In the medium term, Aggarwal says businesses of all sizes should be building their payments strategies. “They’ll be looking not just at what has already happened and adopting existing technologies but also at what is coming down the line, with concepts such as request-to-pay and the roll-out of confirmation of payee to larger enterprises.”

Strategies will encompass how to adopt such tools, and will see treasury and payments systems interacting with a host of other systems, including sales, stock and production control, to ensure the business moves at the same pace internally. “We will start to see more coalescing of payments factories, teams that manage card payments, and a greater centralisation on payments hubs.”

Opting for a “mildly controversial” longer-term prediction, Aggarwal says “there will be no payments”. He explains that while transactions will take place, they will be largely invisible. At the sharp end, the payment rails and the supporting infrastructure will be anonymous. Indeed, most people making a payment – consumer or business – are already largely “indifferent” to the machinery of the transaction, he notes.

However, the big change will be that whereas the current model is somewhat fractured, payments will be delivering enhanced, data-rich information and be “intrinsically wrapped around the service or goods that are being delivered”. This, he states, will be a game-changer.

Crypto-logic

One of the most talked-about ideas of recent times has been the rise of cryptocurrencies, especially as a legitimate payment format. TMI recently published an in-depth article exploring many aspects of this topic.

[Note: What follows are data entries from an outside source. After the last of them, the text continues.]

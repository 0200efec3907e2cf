//! Plugboard: symmetric letter-pair swaps at machine input and output.
//!
//! # Parsing
//!
//! A plugboard specification is a list of two-letter tokens separated by a
//! single space, e.g. `"AB CD EF"`. Tokens are accepted left to right and
//! added to the pairs already on the board. Only an empty specification
//! clears the board.
//!
//! [`Plugboard::configure`] is permissive: a token that is malformed, plugs a
//! letter to itself, reuses a letter already plugged, or arrives after ten
//! pairs are in place is skipped and parsing continues. The caller gets the
//! best-effort board, never an error. [`Plugboard::configure_strict`] uses
//! the same grammar but rejects the whole specification on the first bad
//! token.
//!
//! # Invariants
//!
//! - `swap(swap(x)) == x` for every letter
//! - At most [`MAX_PAIRS`] pairs; no letter in more than one pair

use std::fmt;

use thiserror::Error;

use crate::{
    error::ConfigError,
    letter::{ALPHABET_LEN, Letter},
};

/// Maximum number of plugged pairs.
pub const MAX_PAIRS: usize = 10;

/// Token separator in a plugboard specification.
pub const PAIR_SEPARATOR: char = ' ';

/// Why a plugboard token was not accepted.
#[derive(Debug, Clone, Copy, PartialEq, Eq, Error)]
pub enum PlugRejection {
    /// Token is not exactly two letters.
    #[error("token must be exactly two letters")]
    Malformed,

    /// Both letters of the token are the same.
    #[error("letter plugged to itself")]
    SameLetter,

    /// One of the letters is already part of another pair.
    #[error("letter {0} is already plugged")]
    AlreadyPlugged(Letter),

    /// The board already holds the maximum number of pairs.
    #[error("plugboard already holds the maximum of 10 pairs")]
    Full,
}

/// Letter-pair swap table.
#[derive(Debug, Clone, PartialEq, Eq)]
pub struct Plugboard {
    table: [Letter; ALPHABET_LEN as usize],
    pairs: usize,
}

impl Plugboard {
    /// Empty plugboard: every letter maps to itself.
    pub fn new() -> Self {
        let mut table = [Letter::A; ALPHABET_LEN as usize];
        for letter in Letter::all() {
            table[usize::from(letter.index())] = letter;
        }
        Self { table, pairs: 0 }
    }

    /// Board built permissively from `spec`. See [`Plugboard::configure`].
    pub fn parse(spec: &str) -> Self {
        let mut board = Self::new();
        board.configure(spec);
        board
    }

    /// Add the pairs parsed from `spec`, skipping bad tokens.
    ///
    /// An empty specification clears the board. Conflicts and the pair cap
    /// are checked against the pairs already present.
    pub fn configure(&mut self, spec: &str) {
        if spec.is_empty() {
            self.clear();
            return;
        }
        for token in tokens(spec) {
            if let Err(reason) = self.plug_token(token) {
                tracing::debug!(token, %reason, "skipping plugboard token");
            }
        }
    }

    /// Add the pairs parsed from `spec`, rejecting bad tokens.
    ///
    /// An empty specification clears the board. On error the board is left
    /// unchanged.
    pub fn configure_strict(&mut self, spec: &str) -> Result<(), ConfigError> {
        if spec.is_empty() {
            self.clear();
            return Ok(());
        }
        let mut board = self.clone();
        for token in tokens(spec) {
            board
                .plug_token(token)
                .map_err(|reason| ConfigError::InvalidPlug { token: token.to_string(), reason })?;
        }
        *self = board;
        Ok(())
    }

    fn plug_token(&mut self, token: &str) -> Result<(), PlugRejection> {
        let mut chars = token.chars();
        let (Some(a), Some(b), None) = (chars.next(), chars.next(), chars.next()) else {
            return Err(PlugRejection::Malformed);
        };
        let a = Letter::try_from(a).map_err(|_| PlugRejection::Malformed)?;
        let b = Letter::try_from(b).map_err(|_| PlugRejection::Malformed)?;
        self.plug(a, b)
    }

    /// Add one pair.
    pub fn plug(&mut self, a: Letter, b: Letter) -> Result<(), PlugRejection> {
        if a == b {
            return Err(PlugRejection::SameLetter);
        }
        for letter in [a, b] {
            if self.is_plugged(letter) {
                return Err(PlugRejection::AlreadyPlugged(letter));
            }
        }
        if self.pairs >= MAX_PAIRS {
            return Err(PlugRejection::Full);
        }

        self.table[usize::from(a.index())] = b;
        self.table[usize::from(b.index())] = a;
        self.pairs += 1;
        Ok(())
    }

    /// Remove every pair.
    pub fn clear(&mut self) {
        *self = Self::new();
    }

    /// Partner of `letter`, or `letter` itself if unplugged.
    pub fn swap(&self, letter: Letter) -> Letter {
        self.table[usize::from(letter.index())]
    }

    /// Returns true if `letter` is part of a pair.
    pub fn is_plugged(&self, letter: Letter) -> bool {
        self.swap(letter) != letter
    }

    /// Number of plugged pairs.
    pub fn pair_count(&self) -> usize {
        self.pairs
    }

    /// Plugged pairs, each with its alphabetically smaller letter first.
    pub fn pairs(&self) -> impl Iterator<Item = (Letter, Letter)> + '_ {
        Letter::all().filter_map(|a| {
            let b = self.swap(a);
            (a < b).then_some((a, b))
        })
    }
}

impl Default for Plugboard {
    fn default() -> Self {
        Self::new()
    }
}

/// Canonical specification, e.g. `"AB CD"`.
impl fmt::Display for Plugboard {
    fn fmt(&self, f: &mut fmt::Formatter<'_>) -> fmt::Result {
        for (i, (a, b)) in self.pairs().enumerate() {
            if i > 0 {
                write!(f, "{PAIR_SEPARATOR}")?;
            }
            write!(f, "{a}{b}")?;
        }
        Ok(())
    }
}

fn tokens(spec: &str) -> impl Iterator<Item = &str> {
    spec.split(PAIR_SEPARATOR).filter(|token| !token.is_empty())
}

#[cfg(test)]
mod tests {
    use super::*;

    fn letter(c: char) -> Letter {
        Letter::from_char(c).unwrap_or(Letter::A)
    }

    #[test]
    fn empty_board_is_identity() {
        let board = Plugboard::new();
        assert!(Letter::all().all(|l| board.swap(l) == l));
        assert_eq!(board.pair_count(), 0);
        assert_eq!(board.to_string(), "");
    }

    #[test]
    fn configure_swaps_both_ways() {
        let board = Plugboard::parse("AB QZ");
        assert_eq!(board.swap(letter('A')), letter('B'));
        assert_eq!(board.swap(letter('B')), letter('A'));
        assert_eq!(board.swap(letter('Z')), letter('Q'));
        assert_eq!(board.swap(letter('C')), letter('C'));
        assert_eq!(board.pair_count(), 2);
    }

    #[test]
    fn configure_skips_bad_tokens() {
        // ABC: too long, X: too short, AA: same letter, BC: B already used,
        // 1Z: not a letter, double space: empty token.
        let board = Plugboard::parse("AB ABC X AA BC 1Z  DE");
        assert_eq!(board.to_string(), "AB DE");
    }

    #[test]
    fn configure_accepts_lowercase() {
        assert_eq!(Plugboard::parse("ab cd").to_string(), "AB CD");
    }

    #[test]
    fn configure_adds_to_previous_pairs() {
        let mut board = Plugboard::parse("AB");
        board.configure("CD");
        assert_eq!(board.to_string(), "AB CD");
        board.configure("");
        assert_eq!(board.pair_count(), 0);
    }

    #[test]
    fn configure_checks_conflicts_against_present_pairs() {
        let mut board = Plugboard::parse("AB CD");
        // AE: A already plugged, DF: D already plugged.
        board.configure("AE DF GH");
        assert_eq!(board.to_string(), "AB CD GH");
    }

    #[test]
    fn cap_counts_present_pairs() {
        let mut board = Plugboard::parse("AB CD EF GH IJ KL MN OP QR");
        board.configure("ST UV");
        assert_eq!(board.pair_count(), MAX_PAIRS);
        assert_eq!(board.swap(letter('S')), letter('T'));
        assert_eq!(board.swap(letter('U')), letter('U'));
    }

    #[test]
    fn blank_tokens_do_not_clear() {
        let mut board = Plugboard::parse("AB");
        board.configure("  ");
        assert_eq!(board.to_string(), "AB");
    }

    #[test]
    fn eleventh_pair_is_dropped() {
        let board = Plugboard::parse("AB CD EF GH IJ KL MN OP QR ST UV");
        assert_eq!(board.pair_count(), MAX_PAIRS);
        assert_eq!(board.swap(letter('U')), letter('U'));
        assert_eq!(board.swap(letter('V')), letter('V'));
        assert_eq!(board.swap(letter('S')), letter('T'));
    }

    #[test]
    fn strict_rejects_and_preserves_board() {
        let mut board = Plugboard::parse("AB");
        let result = board.configure_strict("CD CE");
        assert_eq!(
            result,
            Err(ConfigError::InvalidPlug {
                token: "CE".to_string(),
                reason: PlugRejection::AlreadyPlugged(letter('C')),
            })
        );
        assert_eq!(board.to_string(), "AB");

        assert_eq!(board.configure_strict("CD EF"), Ok(()));
        assert_eq!(board.to_string(), "AB CD EF");

        assert_eq!(board.configure_strict(""), Ok(()));
        assert_eq!(board.pair_count(), 0);
    }

    #[test]
    fn strict_rejects_conflict_with_present_pair() {
        let mut board = Plugboard::parse("AB");
        let result = board.configure_strict("BC");
        assert!(matches!(
            result,
            Err(ConfigError::InvalidPlug { reason: PlugRejection::AlreadyPlugged(_), .. })
        ));
        assert_eq!(board.to_string(), "AB");
    }

    #[test]
    fn strict_rejects_eleventh_pair() {
        let mut board = Plugboard::new();
        let result = board.configure_strict("AB CD EF GH IJ KL MN OP QR ST UV");
        assert!(matches!(result, Err(ConfigError::InvalidPlug { reason: PlugRejection::Full, .. })));
    }

    #[test]
    fn plug_reports_reason() {
        let mut board = Plugboard::new();
        assert_eq!(board.plug(letter('A'), letter('A')), Err(PlugRejection::SameLetter));
        assert_eq!(board.plug(letter('A'), letter('B')), Ok(()));
        assert_eq!(
            board.plug(letter('C'), letter('B')),
            Err(PlugRejection::AlreadyPlugged(letter('B')))
        );
    }
}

However, for Maclean, digital currencies may have once been a middle-ranking priority for payments specialists, but looking at this year’s barometer, he sees it as having slipped down the list and is now among the lower orders of business.

Companies are more concerned about traditional currencies, he explains, “and I don’t think the focus has shifted, certainly as a payment type, onto digital currencies in any meaningful way”. While he notes much interest in cryptocurrencies as an investment or asset class in their own right, the interest does not extend to using them as a serious payment instrument. That said, he believes “that day will come”. But with everything businesses have been through over the past 18 months or so, now is not the time.

In the small business sector, the sentiment around crypto is much the same. There may be a few outliers that are experimenting with it, says Bellis, “but they are few and far between”. As with their larger counterparts, he sees them too focused on cash injections and liquidity in traditional currencies to take crypto seriously, and this is likely to be the case for the foreseeable future. “That’s not to say it will never happen, just not now.”

For Aggarwal, while some large corporates have made a big splash about their adoption of Bitcoin, “most are waiting and watching on the sidelines”, especially regarding using Bitcoin as a digital asset.

“I’m encouraging our treasury community to research and understand what these digital currencies genuinely are, whether central bank digital currency or distributed ledger technology, because there are still a lot of myths and misunderstandings out there,” he says. “Don’t ignore it, but as risk managers and payments specialists, we need to be able to articulate the current state of play and what it means for the business”.